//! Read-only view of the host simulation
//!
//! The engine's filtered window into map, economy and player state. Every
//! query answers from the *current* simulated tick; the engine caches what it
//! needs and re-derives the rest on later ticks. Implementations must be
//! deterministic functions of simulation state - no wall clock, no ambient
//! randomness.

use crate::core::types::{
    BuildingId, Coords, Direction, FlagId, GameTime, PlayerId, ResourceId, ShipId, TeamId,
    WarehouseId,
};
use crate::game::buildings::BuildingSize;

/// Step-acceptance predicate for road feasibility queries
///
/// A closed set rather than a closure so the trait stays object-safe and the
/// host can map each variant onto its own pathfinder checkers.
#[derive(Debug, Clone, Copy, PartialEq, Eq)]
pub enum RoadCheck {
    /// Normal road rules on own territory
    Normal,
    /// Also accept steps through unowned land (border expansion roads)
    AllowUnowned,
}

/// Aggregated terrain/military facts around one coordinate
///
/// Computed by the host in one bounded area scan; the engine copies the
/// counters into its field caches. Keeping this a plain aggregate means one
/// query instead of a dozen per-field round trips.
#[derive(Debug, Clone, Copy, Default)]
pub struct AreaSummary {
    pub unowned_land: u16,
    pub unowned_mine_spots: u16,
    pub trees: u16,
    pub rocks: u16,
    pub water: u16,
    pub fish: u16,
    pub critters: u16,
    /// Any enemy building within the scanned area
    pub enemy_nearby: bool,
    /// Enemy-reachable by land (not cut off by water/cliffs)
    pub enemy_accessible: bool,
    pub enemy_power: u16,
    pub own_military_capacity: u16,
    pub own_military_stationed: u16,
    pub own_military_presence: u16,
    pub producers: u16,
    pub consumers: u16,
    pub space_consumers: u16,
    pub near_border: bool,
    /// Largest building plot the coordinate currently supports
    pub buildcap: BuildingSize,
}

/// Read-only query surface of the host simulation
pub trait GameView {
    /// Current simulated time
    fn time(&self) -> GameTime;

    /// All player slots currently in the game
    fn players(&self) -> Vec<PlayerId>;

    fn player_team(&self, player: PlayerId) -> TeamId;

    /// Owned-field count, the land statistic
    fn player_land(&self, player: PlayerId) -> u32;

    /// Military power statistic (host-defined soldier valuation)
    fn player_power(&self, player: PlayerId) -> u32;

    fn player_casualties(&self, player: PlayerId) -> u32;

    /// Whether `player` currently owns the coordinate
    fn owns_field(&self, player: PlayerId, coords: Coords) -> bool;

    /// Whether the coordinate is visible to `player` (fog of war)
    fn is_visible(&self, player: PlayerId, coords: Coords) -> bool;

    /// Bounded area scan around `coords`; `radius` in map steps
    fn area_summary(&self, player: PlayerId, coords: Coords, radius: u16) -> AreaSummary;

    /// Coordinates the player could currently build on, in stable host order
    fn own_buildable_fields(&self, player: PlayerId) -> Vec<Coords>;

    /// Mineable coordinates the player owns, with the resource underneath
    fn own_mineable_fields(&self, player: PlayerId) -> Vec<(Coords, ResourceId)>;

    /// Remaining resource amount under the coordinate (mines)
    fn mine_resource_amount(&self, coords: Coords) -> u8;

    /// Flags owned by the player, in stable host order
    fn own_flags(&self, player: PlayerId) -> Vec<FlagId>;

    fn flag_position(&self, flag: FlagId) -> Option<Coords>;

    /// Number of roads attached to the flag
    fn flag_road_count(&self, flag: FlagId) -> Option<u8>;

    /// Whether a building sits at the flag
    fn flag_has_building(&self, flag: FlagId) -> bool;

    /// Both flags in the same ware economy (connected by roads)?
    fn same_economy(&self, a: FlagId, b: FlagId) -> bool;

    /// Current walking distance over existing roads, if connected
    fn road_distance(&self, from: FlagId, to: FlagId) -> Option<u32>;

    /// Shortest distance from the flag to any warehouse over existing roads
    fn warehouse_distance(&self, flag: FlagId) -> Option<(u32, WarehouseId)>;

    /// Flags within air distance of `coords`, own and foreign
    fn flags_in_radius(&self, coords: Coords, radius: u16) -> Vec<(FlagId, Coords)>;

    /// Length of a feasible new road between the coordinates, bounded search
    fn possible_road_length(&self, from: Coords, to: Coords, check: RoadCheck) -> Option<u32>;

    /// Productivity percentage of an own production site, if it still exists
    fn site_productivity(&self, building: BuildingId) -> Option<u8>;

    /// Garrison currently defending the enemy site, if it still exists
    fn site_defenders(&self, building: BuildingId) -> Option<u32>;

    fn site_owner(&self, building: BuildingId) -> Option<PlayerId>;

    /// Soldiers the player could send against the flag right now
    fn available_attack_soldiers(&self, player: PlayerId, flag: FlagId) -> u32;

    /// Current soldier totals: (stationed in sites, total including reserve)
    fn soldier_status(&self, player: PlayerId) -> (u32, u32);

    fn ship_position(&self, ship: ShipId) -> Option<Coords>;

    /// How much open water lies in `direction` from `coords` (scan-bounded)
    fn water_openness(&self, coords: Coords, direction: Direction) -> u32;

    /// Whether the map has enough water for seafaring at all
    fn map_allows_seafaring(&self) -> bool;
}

+++

Using the material above, tally each line where the word "roads" appears. Reply with the total only.

5